Robert "Choc" Thornton (born 14 July 1978 in Darlington) is a retired English National Hunt jockey.

==Career==
Robert "Chocolate" Thornton (known as Choc) was one of the United Kingdom's leading National Hunt jockeys. After growing up riding hunters with his father, a professional Huntsman, he started working for trainer David Nicholson in 1997 as an amateur. After immediate success, he became a Conditional jockey, riding 71 winners during his first season in the sport. He won the Conditional Jockey's title the following year.

After making his professional debut in the 1994–95 season, his performance was consistent, if unspectacular, featuring in the top 10 of the British Jumps Jockey Championship. Thornton's most successful season was the 2007/2008-season, during which he broke the 100-winner barrier for the first time, by winning 105 of his 597 races. After Nicholson retired in 1999, Thorton joined up with trainer Alan King.
Robert Thornton shies away from the spotlight and he did not talk to the television cameras until he spoke to his owners and trainer.
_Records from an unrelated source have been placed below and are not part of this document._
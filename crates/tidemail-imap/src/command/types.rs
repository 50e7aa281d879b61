//! Command argument types.

use std::fmt;

use chrono::NaiveDate;

use crate::types::Flag;

/// How [`Session::login`](crate::Session::login) authenticates.
#[derive(Debug, Clone, Copy, PartialEq, Eq, Hash, Default)]
pub enum LoginType {
    /// `LOGIN user pass` in a single command.
    #[default]
    Plain,
    /// `AUTHENTICATE LOGIN` with base64 username and password continuations.
    Authenticate,
    /// `AUTHENTICATE CRAM-MD5` challenge/response.
    CramMd5,
}

/// Sequence set for specifying message ranges.
#[derive(Debug, Clone, PartialEq, Eq)]
pub enum SequenceSet {
    /// Single sequence number.
    Single(u32),
    /// Range of sequence numbers (inclusive).
    Range(u32, u32),
    /// Range from start to end of mailbox.
    RangeFrom(u32),
    /// Explicit list of sequence numbers.
    List(Vec<u32>),
}

impl SequenceSet {
    /// Every message in the mailbox (`1:*`).
    pub const ALL: Self = Self::RangeFrom(1);
}

impl fmt::Display for SequenceSet {
    fn fmt(&self, f: &mut fmt::Formatter<'_>) -> fmt::Result {
        match self {
            Self::Single(n) => write!(f, "{n}"),
            Self::Range(start, end) => write!(f, "{start}:{end}"),
            Self::RangeFrom(start) => write!(f, "{start}:*"),
            Self::List(ids) => {
                let s: Vec<_> = ids.iter().map(ToString::to_string).collect();
                write!(f, "{}", s.join(","))
            }
        }
    }
}

/// Items to fetch.
#[derive(Debug, Clone, PartialEq, Eq)]
pub enum FetchItems {
    /// Macro: FLAGS INTERNALDATE RFC822.SIZE ENVELOPE.
    All,
    /// UID only.
    Uid,
    /// BODYSTRUCTURE.
    BodyStructure,
    /// `BODY[section]`.
    Body(String),
}

/// STORE action.
#[derive(Debug, Clone, Copy, PartialEq, Eq)]
pub enum StoreAction {
    /// Add a flag.
    AddFlag(Flag),
    /// Remove a flag.
    RemoveFlag(Flag),
}

impl StoreAction {
    /// Adds the flag when `value` is true, removes it otherwise.
    #[must_use]
    pub const fn set(flag: Flag, value: bool) -> Self {
        if value {
            Self::AddFlag(flag)
        } else {
            Self::RemoveFlag(flag)
        }
    }
}

/// SEARCH criteria.
#[derive(Debug, Clone, PartialEq, Eq)]
pub enum SearchCriteria {
    /// To contains text.
    To(String),
    /// Cc contains text.
    Cc(String),
    /// Bcc contains text.
    Bcc(String),
    /// From contains text.
    From(String),
    /// Text in header or body.
    Text(String),
    /// Body contains text.
    Body(String),
    /// Subject contains text.
    Subject(String),
    /// Internal date on or after the day.
    Since(NaiveDate),
    /// Date header on the day.
    SentOn(NaiveDate),
    /// Date header on or after the day.
    SentSince(NaiveDate),
    /// Date header before the day.
    SentBefore(NaiveDate),
    /// Larger than size.
    Larger(u32),
    /// Smaller than size.
    Smaller(u32),
    /// Messages with \Draft flag.
    Draft,
    /// Messages with \Recent flag.
    Recent,
    /// Messages without \Seen flag.
    Unseen,
    /// Messages with \Deleted flag.
    Deleted,
    /// Messages with \Answered flag.
    Answered,
    /// Messages without \Answered flag.
    Unanswered,
    /// Recent messages that have not been seen.
    RecentUnseen,
    /// Criteria text passed through as is.
    Raw(String),
}

impl SearchCriteria {
    /// Caller-supplied text the criterion carries, if any.
    #[must_use]
    pub fn text(&self) -> Option<&str> {
        match self {
            Self::To(text)
            | Self::Cc(text)
            | Self::Bcc(text)
            | Self::From(text)
            | Self::Text(text)
            | Self::Body(text)
            | Self::Subject(text)
            | Self::Raw(text) => Some(text),
            _ => None,
        }
    }
}

impl fmt::Display for SearchCriteria {
    fn fmt(&self, f: &mut fmt::Formatter<'_>) -> fmt::Result {
        let mut buf = Vec::new();
        super::serialize::write_search_criteria(&mut buf, self);
        f.write_str(&String::from_utf8_lossy(&buf))
    }
}

#[cfg(test)]
#[allow(clippy::unwrap_used, clippy::redundant_clone, clippy::manual_string_new, clippy::needless_collect, clippy::unreadable_literal, clippy::used_underscore_items, clippy::similar_names)]
mod tests {
    use super::*;

    #[test]
    fn test_sequence_set_display() {
        assert_eq!(SequenceSet::Single(1).to_string(), "1");
        assert_eq!(SequenceSet::Range(1, 10).to_string(), "1:10");
        assert_eq!(SequenceSet::ALL.to_string(), "1:*");
        assert_eq!(SequenceSet::List(vec![3, 5, 8]).to_string(), "3,5,8");
    }

    #[test]
    fn test_store_action_set() {
        assert_eq!(StoreAction::set(Flag::Seen, true), StoreAction::AddFlag(Flag::Seen));
        assert_eq!(
            StoreAction::set(Flag::Deleted, false),
            StoreAction::RemoveFlag(Flag::Deleted)
        );
    }

    #[test]
    fn test_search_criteria_display() {
        assert_eq!(SearchCriteria::To("bob".into()).to_string(), "TO bob");
        assert_eq!(
            SearchCriteria::Subject("two words".into()).to_string(),
            "SUBJECT \"two words\""
        );
        assert_eq!(
            SearchCriteria::SentSince(NaiveDate::from_ymd_opt(2024, 1, 1).unwrap()).to_string(),
            "SENTSINCE 01-Jan-2024"
        );
        assert_eq!(SearchCriteria::Larger(1024).to_string(), "LARGER 1024");
        assert_eq!(SearchCriteria::RecentUnseen.to_string(), "RECENT UNSEEN");
    }
}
Robert Thornton's greatest achievements with Alan King were mostly linked to the Cheltenham Festival, where he won his first feature race in 2006, when he rode My Way de Solzen to victory in the World Hurdle. He won the Queen Mother Champion Chase on Voy Por Ustedes in 2007, and the Arkle Challenge Trophy in the same year. Thornton won the Top Jockey title at the Cheltenham Festival in 2007, by riding 4 winners during the meeting. In 2008 he rode three winners including a notable 1st day double. Thornton rode his 1,000th career winner on Araldur at Towcester on 28 March 2011.

He is unrelated to the jockey Andrew Thornton. His worst moment in racing was when Strong Promise died in the 2000 Martel Cup at Liverpool.Thornton was forced into early retirement in 2015, after being unable to recover from a fall at Chepstow in 2014, where he sustained a fractured vertebrae with further complications to the neck and arms.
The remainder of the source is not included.